** Records for this exercise follows **

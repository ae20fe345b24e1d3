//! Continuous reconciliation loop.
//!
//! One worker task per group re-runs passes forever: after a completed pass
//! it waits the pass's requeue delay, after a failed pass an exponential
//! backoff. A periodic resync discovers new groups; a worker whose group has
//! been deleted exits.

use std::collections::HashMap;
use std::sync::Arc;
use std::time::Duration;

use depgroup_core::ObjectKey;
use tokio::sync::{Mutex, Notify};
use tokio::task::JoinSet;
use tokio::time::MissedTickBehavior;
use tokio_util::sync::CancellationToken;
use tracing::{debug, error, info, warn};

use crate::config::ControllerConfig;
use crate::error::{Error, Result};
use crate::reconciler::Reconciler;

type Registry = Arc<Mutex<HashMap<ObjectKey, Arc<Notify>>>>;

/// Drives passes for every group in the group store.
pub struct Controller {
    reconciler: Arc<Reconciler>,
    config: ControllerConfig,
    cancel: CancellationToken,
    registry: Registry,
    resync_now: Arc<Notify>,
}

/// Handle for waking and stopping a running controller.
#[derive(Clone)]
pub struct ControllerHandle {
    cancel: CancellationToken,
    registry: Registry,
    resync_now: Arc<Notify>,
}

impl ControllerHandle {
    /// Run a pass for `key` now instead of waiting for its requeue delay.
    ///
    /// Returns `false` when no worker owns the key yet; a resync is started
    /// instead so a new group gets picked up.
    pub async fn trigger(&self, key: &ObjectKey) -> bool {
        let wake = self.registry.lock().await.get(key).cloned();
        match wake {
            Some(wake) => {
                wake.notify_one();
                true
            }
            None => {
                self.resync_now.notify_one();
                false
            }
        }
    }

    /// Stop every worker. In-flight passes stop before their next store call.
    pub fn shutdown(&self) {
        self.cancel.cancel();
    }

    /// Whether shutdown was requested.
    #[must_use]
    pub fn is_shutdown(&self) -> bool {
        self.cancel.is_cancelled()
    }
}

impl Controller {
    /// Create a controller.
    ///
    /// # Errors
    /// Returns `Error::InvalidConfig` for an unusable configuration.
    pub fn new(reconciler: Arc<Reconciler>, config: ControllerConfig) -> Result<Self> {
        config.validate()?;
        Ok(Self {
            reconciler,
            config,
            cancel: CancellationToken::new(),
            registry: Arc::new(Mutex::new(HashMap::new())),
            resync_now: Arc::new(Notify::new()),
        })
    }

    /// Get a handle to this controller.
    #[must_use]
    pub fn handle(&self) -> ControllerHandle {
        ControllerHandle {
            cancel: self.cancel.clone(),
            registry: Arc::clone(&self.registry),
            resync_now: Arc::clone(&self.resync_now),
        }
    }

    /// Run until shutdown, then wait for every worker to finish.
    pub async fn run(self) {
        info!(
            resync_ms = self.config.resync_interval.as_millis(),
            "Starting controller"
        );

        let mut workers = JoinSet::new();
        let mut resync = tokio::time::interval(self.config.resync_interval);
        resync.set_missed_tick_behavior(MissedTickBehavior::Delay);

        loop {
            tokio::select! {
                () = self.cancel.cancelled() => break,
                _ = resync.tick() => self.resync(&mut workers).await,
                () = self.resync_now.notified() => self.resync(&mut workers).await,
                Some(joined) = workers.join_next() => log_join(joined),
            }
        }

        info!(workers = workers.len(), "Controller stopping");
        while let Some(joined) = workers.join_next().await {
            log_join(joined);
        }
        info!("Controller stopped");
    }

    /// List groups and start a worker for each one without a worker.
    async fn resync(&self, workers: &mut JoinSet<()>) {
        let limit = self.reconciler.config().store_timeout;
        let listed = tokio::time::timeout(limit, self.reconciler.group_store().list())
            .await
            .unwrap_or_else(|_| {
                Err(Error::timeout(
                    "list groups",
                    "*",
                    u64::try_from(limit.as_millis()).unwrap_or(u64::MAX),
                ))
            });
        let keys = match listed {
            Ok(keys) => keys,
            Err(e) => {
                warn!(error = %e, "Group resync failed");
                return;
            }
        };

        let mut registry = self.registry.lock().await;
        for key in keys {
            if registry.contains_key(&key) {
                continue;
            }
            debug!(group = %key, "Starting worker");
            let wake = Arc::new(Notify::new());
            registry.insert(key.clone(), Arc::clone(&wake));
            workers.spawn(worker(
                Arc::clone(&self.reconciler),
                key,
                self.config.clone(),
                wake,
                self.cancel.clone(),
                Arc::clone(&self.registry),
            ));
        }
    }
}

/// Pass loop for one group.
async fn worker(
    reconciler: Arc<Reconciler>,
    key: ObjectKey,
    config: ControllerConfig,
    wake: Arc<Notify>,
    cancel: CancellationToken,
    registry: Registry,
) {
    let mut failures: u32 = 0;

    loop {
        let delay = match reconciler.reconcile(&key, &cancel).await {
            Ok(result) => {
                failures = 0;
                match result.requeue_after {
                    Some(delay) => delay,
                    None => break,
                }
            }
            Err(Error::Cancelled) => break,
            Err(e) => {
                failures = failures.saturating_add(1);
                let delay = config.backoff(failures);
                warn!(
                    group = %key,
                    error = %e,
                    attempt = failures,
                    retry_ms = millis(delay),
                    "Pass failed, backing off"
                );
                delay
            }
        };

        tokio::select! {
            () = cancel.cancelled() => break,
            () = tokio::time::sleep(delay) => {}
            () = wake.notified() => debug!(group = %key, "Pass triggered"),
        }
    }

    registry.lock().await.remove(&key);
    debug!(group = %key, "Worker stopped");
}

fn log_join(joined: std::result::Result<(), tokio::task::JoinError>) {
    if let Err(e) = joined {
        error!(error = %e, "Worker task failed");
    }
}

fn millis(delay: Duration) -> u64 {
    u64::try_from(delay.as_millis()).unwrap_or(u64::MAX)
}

** End of Records for this exercise **
** Records for this exercise follows **

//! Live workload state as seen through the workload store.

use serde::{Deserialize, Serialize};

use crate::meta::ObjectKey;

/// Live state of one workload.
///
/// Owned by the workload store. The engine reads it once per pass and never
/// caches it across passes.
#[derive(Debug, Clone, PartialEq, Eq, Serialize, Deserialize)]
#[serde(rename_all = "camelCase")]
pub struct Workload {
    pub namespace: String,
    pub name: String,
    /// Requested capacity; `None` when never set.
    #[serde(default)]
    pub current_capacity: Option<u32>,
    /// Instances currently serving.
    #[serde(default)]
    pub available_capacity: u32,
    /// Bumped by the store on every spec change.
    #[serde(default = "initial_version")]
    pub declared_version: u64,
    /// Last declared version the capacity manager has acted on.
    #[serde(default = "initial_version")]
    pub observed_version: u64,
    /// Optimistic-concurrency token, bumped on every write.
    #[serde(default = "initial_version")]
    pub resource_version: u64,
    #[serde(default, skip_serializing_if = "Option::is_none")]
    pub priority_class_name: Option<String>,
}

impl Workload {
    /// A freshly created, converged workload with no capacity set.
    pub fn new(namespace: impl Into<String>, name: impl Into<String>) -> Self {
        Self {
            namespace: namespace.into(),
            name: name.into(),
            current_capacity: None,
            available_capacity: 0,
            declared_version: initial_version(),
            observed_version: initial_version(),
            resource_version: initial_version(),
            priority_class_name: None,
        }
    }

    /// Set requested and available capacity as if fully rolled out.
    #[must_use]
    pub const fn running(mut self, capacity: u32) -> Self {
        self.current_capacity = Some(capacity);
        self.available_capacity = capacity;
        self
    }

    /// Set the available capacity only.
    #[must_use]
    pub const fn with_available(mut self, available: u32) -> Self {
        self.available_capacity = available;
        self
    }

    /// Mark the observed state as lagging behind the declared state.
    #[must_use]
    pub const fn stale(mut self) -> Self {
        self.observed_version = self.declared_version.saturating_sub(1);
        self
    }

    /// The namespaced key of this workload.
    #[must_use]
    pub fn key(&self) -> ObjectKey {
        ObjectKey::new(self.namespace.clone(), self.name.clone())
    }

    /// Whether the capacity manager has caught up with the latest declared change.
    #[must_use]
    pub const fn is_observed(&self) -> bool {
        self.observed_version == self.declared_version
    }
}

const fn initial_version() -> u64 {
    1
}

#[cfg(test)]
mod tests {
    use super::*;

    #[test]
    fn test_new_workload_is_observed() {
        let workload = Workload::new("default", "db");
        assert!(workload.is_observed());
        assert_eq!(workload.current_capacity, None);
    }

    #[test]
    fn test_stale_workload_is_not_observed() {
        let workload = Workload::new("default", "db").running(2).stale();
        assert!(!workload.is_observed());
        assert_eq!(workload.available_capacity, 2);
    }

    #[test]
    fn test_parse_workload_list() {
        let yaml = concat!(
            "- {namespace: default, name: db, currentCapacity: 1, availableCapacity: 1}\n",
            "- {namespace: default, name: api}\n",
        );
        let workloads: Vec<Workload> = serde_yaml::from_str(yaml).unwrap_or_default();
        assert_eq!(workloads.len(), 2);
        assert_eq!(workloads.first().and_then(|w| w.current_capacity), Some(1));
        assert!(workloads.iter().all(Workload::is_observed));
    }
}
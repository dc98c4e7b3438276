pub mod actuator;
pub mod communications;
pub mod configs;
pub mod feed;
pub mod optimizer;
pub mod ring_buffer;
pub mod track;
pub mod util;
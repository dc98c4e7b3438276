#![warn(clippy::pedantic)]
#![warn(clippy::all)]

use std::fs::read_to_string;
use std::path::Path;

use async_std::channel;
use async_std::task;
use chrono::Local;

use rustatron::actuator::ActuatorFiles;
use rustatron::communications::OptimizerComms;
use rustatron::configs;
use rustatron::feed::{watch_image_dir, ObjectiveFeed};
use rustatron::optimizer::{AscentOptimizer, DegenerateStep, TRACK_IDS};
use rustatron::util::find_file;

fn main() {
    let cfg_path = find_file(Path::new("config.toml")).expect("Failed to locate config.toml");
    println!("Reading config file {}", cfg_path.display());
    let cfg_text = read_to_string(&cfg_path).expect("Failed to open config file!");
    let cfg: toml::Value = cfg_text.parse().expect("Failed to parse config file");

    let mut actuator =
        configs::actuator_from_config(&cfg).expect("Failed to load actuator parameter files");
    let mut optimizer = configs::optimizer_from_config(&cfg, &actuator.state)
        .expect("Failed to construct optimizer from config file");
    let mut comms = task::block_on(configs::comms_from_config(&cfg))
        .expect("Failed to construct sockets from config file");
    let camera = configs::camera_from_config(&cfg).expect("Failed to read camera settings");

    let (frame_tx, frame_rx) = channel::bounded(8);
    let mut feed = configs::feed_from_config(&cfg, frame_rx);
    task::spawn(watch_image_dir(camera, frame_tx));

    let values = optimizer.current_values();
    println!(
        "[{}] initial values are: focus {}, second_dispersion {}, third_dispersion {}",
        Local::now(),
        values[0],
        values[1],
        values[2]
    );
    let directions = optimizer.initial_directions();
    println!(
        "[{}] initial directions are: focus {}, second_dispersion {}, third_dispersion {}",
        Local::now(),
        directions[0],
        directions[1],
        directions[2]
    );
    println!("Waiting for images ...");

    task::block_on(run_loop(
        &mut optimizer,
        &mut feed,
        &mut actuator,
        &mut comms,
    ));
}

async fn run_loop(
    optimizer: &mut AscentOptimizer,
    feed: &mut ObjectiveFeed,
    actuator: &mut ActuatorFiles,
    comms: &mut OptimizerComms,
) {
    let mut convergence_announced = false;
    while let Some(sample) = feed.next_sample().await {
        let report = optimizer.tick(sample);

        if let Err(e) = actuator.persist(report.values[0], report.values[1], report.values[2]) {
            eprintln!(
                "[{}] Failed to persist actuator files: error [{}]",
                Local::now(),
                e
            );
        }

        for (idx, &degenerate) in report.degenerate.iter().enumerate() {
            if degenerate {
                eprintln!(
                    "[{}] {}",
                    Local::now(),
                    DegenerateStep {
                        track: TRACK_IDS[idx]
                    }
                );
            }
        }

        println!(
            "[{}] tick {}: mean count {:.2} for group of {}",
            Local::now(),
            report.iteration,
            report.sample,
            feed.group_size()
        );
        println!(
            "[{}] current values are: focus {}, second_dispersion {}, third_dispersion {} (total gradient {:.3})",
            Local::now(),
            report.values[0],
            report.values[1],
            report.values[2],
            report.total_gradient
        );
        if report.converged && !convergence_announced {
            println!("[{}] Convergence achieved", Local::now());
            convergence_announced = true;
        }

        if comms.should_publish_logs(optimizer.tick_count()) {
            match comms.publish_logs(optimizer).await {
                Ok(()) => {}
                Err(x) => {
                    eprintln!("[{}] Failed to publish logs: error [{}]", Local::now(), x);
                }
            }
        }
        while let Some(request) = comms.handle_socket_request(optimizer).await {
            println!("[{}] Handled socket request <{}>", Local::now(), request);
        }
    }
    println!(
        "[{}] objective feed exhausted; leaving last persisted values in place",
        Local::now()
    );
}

** End of Records for this exercise **

Work to be completed:
Scan the lines above for "repository ae20fe345b24e1d3" and for "pub fn is_shutdown(&self)". Repeat exactly the line holding each of them and every line in between.

Finished exercise:
repository ae20fe345b24e1d3
//! Continuous reconciliation loop.
//!
//! One worker task per group re-runs passes forever: after a completed pass
//! it waits the pass's requeue delay, after a failed pass an exponential
//! backoff. A periodic resync discovers new groups; a worker whose group has
//! been deleted exits.

use std::collections::HashMap;
use std::sync::Arc;
use std::time::Duration;

use depgroup_core::ObjectKey;
use tokio::sync::{Mutex, Notify};
use tokio::task::JoinSet;
use tokio::time::MissedTickBehavior;
use tokio_util::sync::CancellationToken;
use tracing::{debug, error, info, warn};

use crate::config::ControllerConfig;
use crate::error::{Error, Result};
use crate::reconciler::Reconciler;

type Registry = Arc<Mutex<HashMap<ObjectKey, Arc<Notify>>>>;

/// Drives passes for every group in the group store.
pub struct Controller {
    reconciler: Arc<Reconciler>,
    config: ControllerConfig,
    cancel: CancellationToken,
    registry: Registry,
    resync_now: Arc<Notify>,
}

/// Handle for waking and stopping a running controller.
#[derive(Clone)]
pub struct ControllerHandle {
    cancel: CancellationToken,
    registry: Registry,
    resync_now: Arc<Notify>,
}

impl ControllerHandle {
    /// Run a pass for `key` now instead of waiting for its requeue delay.
    ///
    /// Returns `false` when no worker owns the key yet; a resync is started
    /// instead so a new group gets picked up.
    pub async fn trigger(&self, key: &ObjectKey) -> bool {
        let wake = self.registry.lock().await.get(key).cloned();
        match wake {
            Some(wake) => {
                wake.notify_one();
                true
            }
            None => {
                self.resync_now.notify_one();
                false
            }
        }
    }

    /// Stop every worker. In-flight passes stop before their next store call.
    pub fn shutdown(&self) {
        self.cancel.cancel();
    }

    /// Whether shutdown was requested.
    #[must_use]
    pub fn is_shutdown(&self) -> bool {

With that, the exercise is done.